» THE PROBLEM: In the entries, find all lines that hold the word "split" and copy them.

» SOURCE RECORDS:
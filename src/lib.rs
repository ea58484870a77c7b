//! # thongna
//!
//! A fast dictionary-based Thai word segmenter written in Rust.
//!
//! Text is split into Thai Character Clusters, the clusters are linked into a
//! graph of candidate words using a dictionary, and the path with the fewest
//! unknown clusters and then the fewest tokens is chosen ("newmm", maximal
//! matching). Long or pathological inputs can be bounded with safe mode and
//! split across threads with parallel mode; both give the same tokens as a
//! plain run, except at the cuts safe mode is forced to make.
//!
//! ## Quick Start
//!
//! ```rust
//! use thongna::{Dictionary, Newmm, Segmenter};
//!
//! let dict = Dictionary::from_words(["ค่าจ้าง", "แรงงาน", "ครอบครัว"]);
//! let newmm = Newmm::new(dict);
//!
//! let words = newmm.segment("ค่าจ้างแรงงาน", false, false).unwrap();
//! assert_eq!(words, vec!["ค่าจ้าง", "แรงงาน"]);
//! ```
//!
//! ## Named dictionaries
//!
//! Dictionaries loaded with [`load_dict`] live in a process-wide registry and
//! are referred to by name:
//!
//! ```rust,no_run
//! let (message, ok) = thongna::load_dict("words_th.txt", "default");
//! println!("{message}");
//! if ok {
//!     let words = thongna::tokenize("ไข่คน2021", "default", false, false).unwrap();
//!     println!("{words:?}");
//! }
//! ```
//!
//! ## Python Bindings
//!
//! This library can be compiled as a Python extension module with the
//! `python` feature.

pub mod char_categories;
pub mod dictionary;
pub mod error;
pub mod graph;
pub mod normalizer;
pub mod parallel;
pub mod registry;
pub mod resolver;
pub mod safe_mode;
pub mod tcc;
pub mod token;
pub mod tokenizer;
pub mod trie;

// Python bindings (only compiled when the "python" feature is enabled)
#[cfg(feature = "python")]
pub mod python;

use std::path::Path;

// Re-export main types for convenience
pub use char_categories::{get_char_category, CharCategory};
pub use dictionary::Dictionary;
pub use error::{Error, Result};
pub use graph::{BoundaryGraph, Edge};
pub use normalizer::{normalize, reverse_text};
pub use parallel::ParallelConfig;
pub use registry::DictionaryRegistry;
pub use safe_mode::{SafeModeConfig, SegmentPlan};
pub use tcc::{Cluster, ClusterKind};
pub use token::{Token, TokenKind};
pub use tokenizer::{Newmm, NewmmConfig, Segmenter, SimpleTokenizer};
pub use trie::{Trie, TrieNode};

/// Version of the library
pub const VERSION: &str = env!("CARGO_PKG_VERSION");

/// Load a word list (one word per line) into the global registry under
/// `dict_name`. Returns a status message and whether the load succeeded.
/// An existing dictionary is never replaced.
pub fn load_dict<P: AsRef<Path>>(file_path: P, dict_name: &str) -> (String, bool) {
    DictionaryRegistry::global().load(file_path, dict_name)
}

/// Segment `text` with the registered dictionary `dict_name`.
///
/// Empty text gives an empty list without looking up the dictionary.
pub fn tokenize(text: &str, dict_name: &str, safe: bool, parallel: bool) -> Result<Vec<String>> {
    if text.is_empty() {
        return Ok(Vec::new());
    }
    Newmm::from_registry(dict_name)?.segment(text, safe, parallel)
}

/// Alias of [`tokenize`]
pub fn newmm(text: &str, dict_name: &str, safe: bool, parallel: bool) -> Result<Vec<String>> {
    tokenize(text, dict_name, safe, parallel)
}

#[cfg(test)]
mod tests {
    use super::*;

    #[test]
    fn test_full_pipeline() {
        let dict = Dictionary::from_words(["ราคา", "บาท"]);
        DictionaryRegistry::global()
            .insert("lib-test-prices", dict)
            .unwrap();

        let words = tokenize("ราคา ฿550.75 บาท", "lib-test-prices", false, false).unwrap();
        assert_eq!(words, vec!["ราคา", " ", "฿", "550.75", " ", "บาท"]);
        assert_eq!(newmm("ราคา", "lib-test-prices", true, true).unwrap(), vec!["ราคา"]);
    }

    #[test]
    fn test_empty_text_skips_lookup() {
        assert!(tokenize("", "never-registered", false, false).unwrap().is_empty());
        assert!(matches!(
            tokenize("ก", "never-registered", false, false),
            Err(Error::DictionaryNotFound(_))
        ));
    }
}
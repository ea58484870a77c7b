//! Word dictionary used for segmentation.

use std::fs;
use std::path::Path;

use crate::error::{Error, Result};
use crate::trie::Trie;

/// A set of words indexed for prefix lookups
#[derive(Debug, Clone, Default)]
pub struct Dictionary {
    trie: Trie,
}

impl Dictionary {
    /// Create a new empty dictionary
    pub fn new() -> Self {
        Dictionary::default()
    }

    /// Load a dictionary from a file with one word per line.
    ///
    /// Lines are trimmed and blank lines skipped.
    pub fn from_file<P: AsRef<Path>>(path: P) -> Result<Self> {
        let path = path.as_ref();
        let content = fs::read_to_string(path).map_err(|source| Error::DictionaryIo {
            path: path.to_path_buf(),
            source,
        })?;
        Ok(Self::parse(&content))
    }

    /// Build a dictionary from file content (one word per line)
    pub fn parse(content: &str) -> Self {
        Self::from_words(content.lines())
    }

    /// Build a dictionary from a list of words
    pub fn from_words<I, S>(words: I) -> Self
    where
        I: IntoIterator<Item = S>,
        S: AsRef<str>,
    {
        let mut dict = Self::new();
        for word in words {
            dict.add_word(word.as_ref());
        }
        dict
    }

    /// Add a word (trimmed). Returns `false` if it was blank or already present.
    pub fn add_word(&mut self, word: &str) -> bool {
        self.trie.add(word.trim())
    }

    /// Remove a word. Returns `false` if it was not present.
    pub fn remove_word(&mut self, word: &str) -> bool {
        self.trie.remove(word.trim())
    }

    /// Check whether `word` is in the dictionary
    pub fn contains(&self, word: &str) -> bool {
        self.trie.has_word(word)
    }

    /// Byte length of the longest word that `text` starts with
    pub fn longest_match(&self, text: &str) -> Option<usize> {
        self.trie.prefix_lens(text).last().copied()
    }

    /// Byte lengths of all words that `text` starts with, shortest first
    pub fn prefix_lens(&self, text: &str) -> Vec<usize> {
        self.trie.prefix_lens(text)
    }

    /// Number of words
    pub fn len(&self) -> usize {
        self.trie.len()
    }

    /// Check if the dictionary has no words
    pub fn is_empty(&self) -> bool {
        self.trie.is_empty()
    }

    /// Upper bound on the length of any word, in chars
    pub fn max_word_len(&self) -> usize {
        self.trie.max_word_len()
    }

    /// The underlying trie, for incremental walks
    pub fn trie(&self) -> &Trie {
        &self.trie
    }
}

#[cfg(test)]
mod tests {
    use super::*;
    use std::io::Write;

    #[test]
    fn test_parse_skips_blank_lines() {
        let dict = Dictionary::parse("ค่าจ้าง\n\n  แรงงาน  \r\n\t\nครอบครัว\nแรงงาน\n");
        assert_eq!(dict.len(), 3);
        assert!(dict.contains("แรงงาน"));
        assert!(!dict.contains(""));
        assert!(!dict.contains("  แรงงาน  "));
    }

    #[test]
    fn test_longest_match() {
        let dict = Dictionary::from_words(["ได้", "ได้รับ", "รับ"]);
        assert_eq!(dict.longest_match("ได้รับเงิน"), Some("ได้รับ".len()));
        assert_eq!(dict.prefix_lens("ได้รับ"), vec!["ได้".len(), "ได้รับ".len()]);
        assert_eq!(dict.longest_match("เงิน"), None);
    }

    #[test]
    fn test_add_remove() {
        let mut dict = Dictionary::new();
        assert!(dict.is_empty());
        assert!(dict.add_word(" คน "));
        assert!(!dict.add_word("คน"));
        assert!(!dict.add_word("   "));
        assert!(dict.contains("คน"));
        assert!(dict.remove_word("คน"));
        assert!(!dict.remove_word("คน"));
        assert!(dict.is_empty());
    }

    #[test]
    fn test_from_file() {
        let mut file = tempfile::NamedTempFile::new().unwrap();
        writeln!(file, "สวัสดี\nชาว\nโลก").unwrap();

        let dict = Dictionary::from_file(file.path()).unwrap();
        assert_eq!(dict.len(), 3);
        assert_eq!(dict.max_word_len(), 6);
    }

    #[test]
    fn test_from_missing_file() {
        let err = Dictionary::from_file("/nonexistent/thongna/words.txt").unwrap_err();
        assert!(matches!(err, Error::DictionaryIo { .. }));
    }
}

» ANSWER SPACE:
//! Text is split into Thai Character Clusters, the clusters are linked into a
//! split across threads with parallel mode; both give the same tokens as a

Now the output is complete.